Lyndhurst is bracing itself for another 12 months of traffic chaos after it was revealed that a £1m road improvement scheme has been delayed.

Hampshire County Council has agreed to create a right-turn facility on the southbound lane of A326 at Colbury to reduce the number of vehicles converging on Lyndhurst.

However, work on the new junction is unlikely to start until December, which means the village must endure another summer of fumes and jams.

Big tailbacks build up in the area as thousands of holidaymakers come off the M27 at junction 1 and head down the A337.

The new right-turn on the A326 will result in more drivers entering the Forest via the A35 and bypassing the centre of Lyndhurst.

Highway chiefs were hoping to build the facility in time for this year's tourist season.

However, the county council has had to juggle its finances to fund major improvements to the A3 bus route from Waterlooville to Guildford.

The Colbury right-turn has been deferred and is unlikely to be completed until next May - almost a year after it should have been opened.

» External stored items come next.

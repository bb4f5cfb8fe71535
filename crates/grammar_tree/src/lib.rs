#![forbid(unsafe_code)]
// Allow pedantic lints for early-stage API ergonomics.
#![allow(clippy::module_name_repetitions)]
#![allow(clippy::must_use_candidate)]
#![allow(clippy::missing_errors_doc)]
#![allow(clippy::missing_panics_doc)]
#![allow(clippy::missing_const_for_fn)]
#![allow(clippy::return_self_not_must_use)]

//! # Grammar Tree
//!
//! Canonical parse trees for grammar-conformance testing.
//!
//! An external grammar engine (lexer plus parser, usually generated) is
//! wrapped so that:
//!
//! - its shared prediction-context memo never grows without bound
//!   ([`BoundedParserAdapter`], [`ParseSession`]);
//! - its concrete output becomes a [`ParseTree`] with stable rule and token
//!   names ([`ParseTreeBuilder`]);
//! - the tree renders to deterministic text suitable for golden files
//!   ([`TreeSerializer`]).
//!
//! ## Example
//!
//! ```rust,ignore
//! use grammar_tree::{ParseSession, TreeSerializer};
//!
//! let session = ParseSession::new(MyKotlinEngine::new);
//! let outcome = session.parse("fun main() {}")?;
//! let text = TreeSerializer::new().render(&outcome.tree, "File: main.kt - ...");
//! ```

pub mod adapter;
pub mod builder;
pub mod cache;
pub mod engine;
pub mod serialize;
pub mod session;
pub mod tree;

#[cfg(any(test, feature = "test-util"))]
pub mod testing;

pub use adapter::{BoundedParserAdapter, DEFAULT_CACHE_CEILING};
pub use builder::{BuildError, BuildResult, DEFAULT_ROOT_RULE, ParseOutcome, ParseTreeBuilder};
pub use cache::{PredictionCache, SharedContextCache};
pub use engine::{ConcreteNode, EOF_TOKEN_TYPE, ErrorListener, GrammarEngine, SyntaxError, Token};
pub use serialize::TreeSerializer;
pub use session::{EngineFactory, ParseSession};
pub use tree::{NodeKind, ParseTree, escape_token_text};

/// Prelude module for convenient imports.
pub mod prelude {
    pub use crate::{
        BoundedParserAdapter, GrammarEngine, ParseOutcome, ParseSession, ParseTree,
        ParseTreeBuilder, SyntaxError, TreeSerializer,
    };
}
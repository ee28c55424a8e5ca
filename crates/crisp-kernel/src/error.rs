//! Engine error taxonomy.
//!
//! Command and helper bodies return `anyhow::Result`; the interpreter
//! passes engine errors raised inside them through unchanged and wraps
//! anything else as [`Error::Command`] with the command name attached.

use std::fmt;

use crisp_types::Location;

use crate::bindings::BindingError;
use crate::modules::Arity;
use crate::parser::ParseError;

pub type Result<T, E = Error> = std::result::Result<T, E>;

/// What kind of name failed to resolve.
#[derive(Debug, Clone, Copy, PartialEq, Eq)]
pub enum ResolutionKind {
    Module,
    Command,
    Helper,
    Variable,
}

impl fmt::Display for ResolutionKind {
    fn fmt(&self, f: &mut fmt::Formatter<'_>) -> fmt::Result {
        match self {
            ResolutionKind::Module => write!(f, "module"),
            ResolutionKind::Command => write!(f, "command"),
            ResolutionKind::Helper => write!(f, "helper"),
            ResolutionKind::Variable => write!(f, "variable"),
        }
    }
}

/// Argument shape mismatches detected before a command runs.
#[derive(Debug, Clone, PartialEq, Eq)]
pub enum ArityError {
    Args { expected: Arity, actual: usize },
    UnknownOption(String),
}

impl fmt::Display for ArityError {
    fn fmt(&self, f: &mut fmt::Formatter<'_>) -> fmt::Result {
        match self {
            ArityError::Args { expected, actual } => {
                write!(f, "expected {} argument(s), got {}", expected, actual)
            }
            ArityError::UnknownOption(name) => write!(f, "unknown option --{}", name),
        }
    }
}

#[derive(Debug, thiserror::Error)]
pub enum Error {
    #[error("parse error: {}", join_parse_errors(.0))]
    Parse(Vec<ParseError>),

    #[error("{command}: {error}{}", at(.location))]
    Binding {
        command: String,
        #[source]
        error: BindingError,
        location: Option<Location>,
    },

    #[error("{kind} not found: {name}{}", at(.location))]
    Resolution {
        kind: ResolutionKind,
        name: String,
        location: Option<Location>,
    },

    #[error("{command}: {error}{}", at(.location))]
    Arity {
        command: String,
        error: ArityError,
        location: Option<Location>,
    },

    #[error("{message}{}", at(.location))]
    Type {
        message: String,
        location: Option<Location>,
    },

    #[error("{message}{}", at(.location))]
    Expression {
        message: String,
        location: Option<Location>,
    },

    #[error("{command}: {source:#}")]
    Command {
        command: String,
        source: anyhow::Error,
    },

    #[error("block nesting exceeds the limit of {limit}{}", at(.location))]
    Limit {
        limit: usize,
        location: Option<Location>,
    },
}

fn at(location: &Option<Location>) -> String {
    match location {
        Some(loc) => format!(" at {}", loc.start),
        None => String::new(),
    }
}

fn join_parse_errors(errors: &[ParseError]) -> String {
    errors
        .iter()
        .map(|e| e.to_string())
        .collect::<Vec<_>>()
        .join("; ")
}

impl Error {
    pub fn resolution(
        kind: ResolutionKind,
        name: impl Into<String>,
        location: Option<Location>,
    ) -> Self {
        Error::Resolution {
            kind,
            name: name.into(),
            location,
        }
    }

    pub fn binding(
        command: impl Into<String>,
        error: BindingError,
        location: Option<Location>,
    ) -> Self {
        Error::Binding {
            command: command.into(),
            error,
            location,
        }
    }

    pub fn type_mismatch(message: impl Into<String>, location: Option<Location>) -> Self {
        Error::Type {
            message: message.into(),
            location,
        }
    }

    pub fn expression(message: impl Into<String>, location: Option<Location>) -> Self {
        Error::Expression {
            message: message.into(),
            location,
        }
    }

    /// Source location the error points at, when known.
    pub fn location(&self) -> Option<Location> {
        match self {
            Error::Binding { location, .. }
            | Error::Resolution { location, .. }
            | Error::Arity { location, .. }
            | Error::Type { location, .. }
            | Error::Expression { location, .. }
            | Error::Limit { location, .. } => *location,
            Error::Parse(_) | Error::Command { .. } => None,
        }
    }
}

A row has erupted over the delay, with the county council and the Government Office for the South East (GoSE) blaming each other for the hold-up.

The county council says Whitehall went back on its pledge to fund the A3 scheme, but GoSE claims the authority started work without waiting for government approval.

Now money earmarked for the A326 project has had to be diverted to the A3 work.

Mel Kendal, a Lyndhurst county councillor and leader of New Forest Council, said: "We couldn't pull out of the A3 scheme half-way through.

"We had hoped to have the new A326 junction up and running by June or July, but it now looks as if work won't start until December at the earliest."

The news will please Ashurst and Colbury residents, who are dreading the prospect of an extra 4,000 vehicles streaming past their homes every day.

But Lyndhurst councillor Pat Wyeth hit out at the delay.

She said: "It's a great disappointment and means the village is facing another summer of traffic chaos. The fumes that build up in the High Street are unacceptable."

County council leader Ken Thornber confirmed that work on the Colbury right-turn was unlikely to start for another seven or eight months.

He added: "GoSE said the A3 scheme should qualify for direct government grant and we took that as a pretty good hint that it would get approval."

The county council is now making a second attempt to secure funding for the project.

A GoSE spokesman said: "If a local authority starts to build something without waiting for government approval, it has to use its own money."